On Oct 19, 2017, at 3:55 PM, Thomas Kluyver <thomas@kluyver.me.uk> wrote:
On Thu, Oct 19, 2017, at 08:29 PM, Donald Stufft wrote:
Because it is? A generic plugin mechanism is not a packaging feature any more then a HTTP client is a packaging feature, but setuptools contains one of those too. Since setuptools was in large part a packaging library, it will of course contain many packaging features that we’re going to standardize on, but something being in setuptools does not in fact make it a packaging feature in and of itself.
My argument is not that it's in setuptools, it's that
1. It's already processed by multiple packaging tools 2. Any tool producing wheels which include command line tools basically has to use entry points (or include a bunch of redundant complexity to make command-line wrappers). It's a de-facto part of the wheel spec, at least until a replacement is devised - and since it works, replacing for semantic cleanliness is not a priority.
You're quite right that a plugin system doesn't need to be a packaging standard. But that ship has sailed. It's already a standard format for packaging, the only question is whether it's documented. Practicality beats purity.

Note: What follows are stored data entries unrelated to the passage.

//! One sync pass: read both exports, reconcile, plan, write back.

use std::path::{Path, PathBuf};

use anyhow::{bail, Context, Result};
use chrono::Utc;
use eqt_config::LoadedConfig;
use eqt_reconcile::{reconcile_with, ReconcilePolicy, ReconciliationResult};
use eqt_store::{read_history_file, EquipmentSheet};
use eqt_sync::{plan_sync, SyncOptions, SyncPlan};
use tracing::info;

/// Export locations, from flags or the config's `store` section.
#[derive(Clone, Debug)]
pub struct Inputs {
    pub history: PathBuf,
    pub equipment: Option<PathBuf>,
}

impl Inputs {
    pub fn resolve(
        history: Option<PathBuf>,
        equipment: Option<PathBuf>,
        loaded: &LoadedConfig,
    ) -> Result<Self> {
        let store = &loaded.tracker.store;
        let history = match history.or_else(|| store.history_path.as_ref().map(PathBuf::from)) {
            Some(p) => p,
            None => bail!("history export path missing: pass --history or set store.history_path"),
        };
        let equipment = equipment.or_else(|| store.equipment_path.as_ref().map(PathBuf::from));
        Ok(Self { history, equipment })
    }

    pub fn equipment(&self) -> Result<&Path> {
        match self.equipment.as_deref() {
            Some(p) => Ok(p),
            None => {
                bail!("equipment export path missing: pass --equipment or set store.equipment_path")
            }
        }
    }
}

pub fn reconcile_history(history: &Path, policy: &ReconcilePolicy) -> Result<ReconciliationResult> {
    let records = read_history_file(history)
        .with_context(|| format!("read history export: {}", history.display()))?;
    Ok(reconcile_with(&records, policy))
}

pub fn run_sync_pass(
    inputs: &Inputs,
    policy: &ReconcilePolicy,
    options: SyncOptions,
) -> Result<SyncPlan> {
    let equipment = inputs.equipment()?;
    let result = reconcile_history(&inputs.history, policy)?;

    let mut sheet = EquipmentSheet::read_file(equipment)
        .with_context(|| format!("read equipment export: {}", equipment.display()))?;
    let plan = plan_sync(&sheet.typed_rows(), &result, &policy.identifiers, options);

    if plan.has_writes() {
        sheet
            .apply_changes(&plan.changes, Utc::now())
            .context("apply planned changes")?;
        sheet
            .write_file(equipment)
            .with_context(|| format!("write equipment export: {}", equipment.display()))?;
    }

    info!(
        updated = plan.updated,
        unchanged = plan.unchanged,
        dry_run = plan.dry_run,
        "sync pass complete"
    );
    Ok(plan)
}

pub fn print_plan(config_hash: &str, plan: &SyncPlan) {
    let s = &plan.stats;
    println!("config_hash={config_hash}");
    println!("dry_run={}", plan.dry_run);
    println!("updated={}", plan.updated);
    println!("unchanged={}", plan.unchanged);
    println!("total={}", s.total);
    println!("active={}", s.active);
    println!("inactive={}", s.inactive);
    println!("available={}", s.available);
    println!("borrowed={}", s.borrowed);
    println!("maintenance={}", s.maintenance);
    println!("history_records={}", s.history_records);
    println!("valid_history_records={}", s.valid_history_records);
    println!("ignored_history_records={}", s.ignored_history_records);
    println!("invalid_action_records={}", s.invalid_action_records);
    println!("duplicate_checkout_records={}", s.duplicate_checkout_records);
    println!("orphan_checkin_records={}", s.orphan_checkin_records);
    println!("unrecognized_action_records={}", s.unrecognized_action_records);
    println!("unique_equipment_with_history={}", s.unique_equipment_with_history);
    println!("skipped_invalid_serial={}", s.skipped_invalid_serial);
    println!("skipped_maintenance={}", s.skipped_maintenance);
    for c in &plan.changes {
        println!(
            "change row={} serial={} reason={} status={}->{} location={}->{} holder={}->{}",
            c.row_number,
            c.serial,
            c.reason,
            c.before.status.as_str(),
            c.after.status.as_str(),
            c.before.location,
            c.after.location,
            c.before.holder,
            c.after.holder,
        );
    }
}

Like I said, I’m perfectly fine documenting that if you add an entry_points.txt to the .dist-info directory, that is an INI file that contains a section named “console_scripts” and define what is valid inside of the console_scripts section that it will generate script wrappers, then fine. But we should leave any other section in this entry_points.txt file as undefined in packaging terms, and point people towards setuptools for more information about it if they want to know anything more than what we need for packaging. I am against fully speccing out or adding more features to entry points as part of a packaging standardization effort.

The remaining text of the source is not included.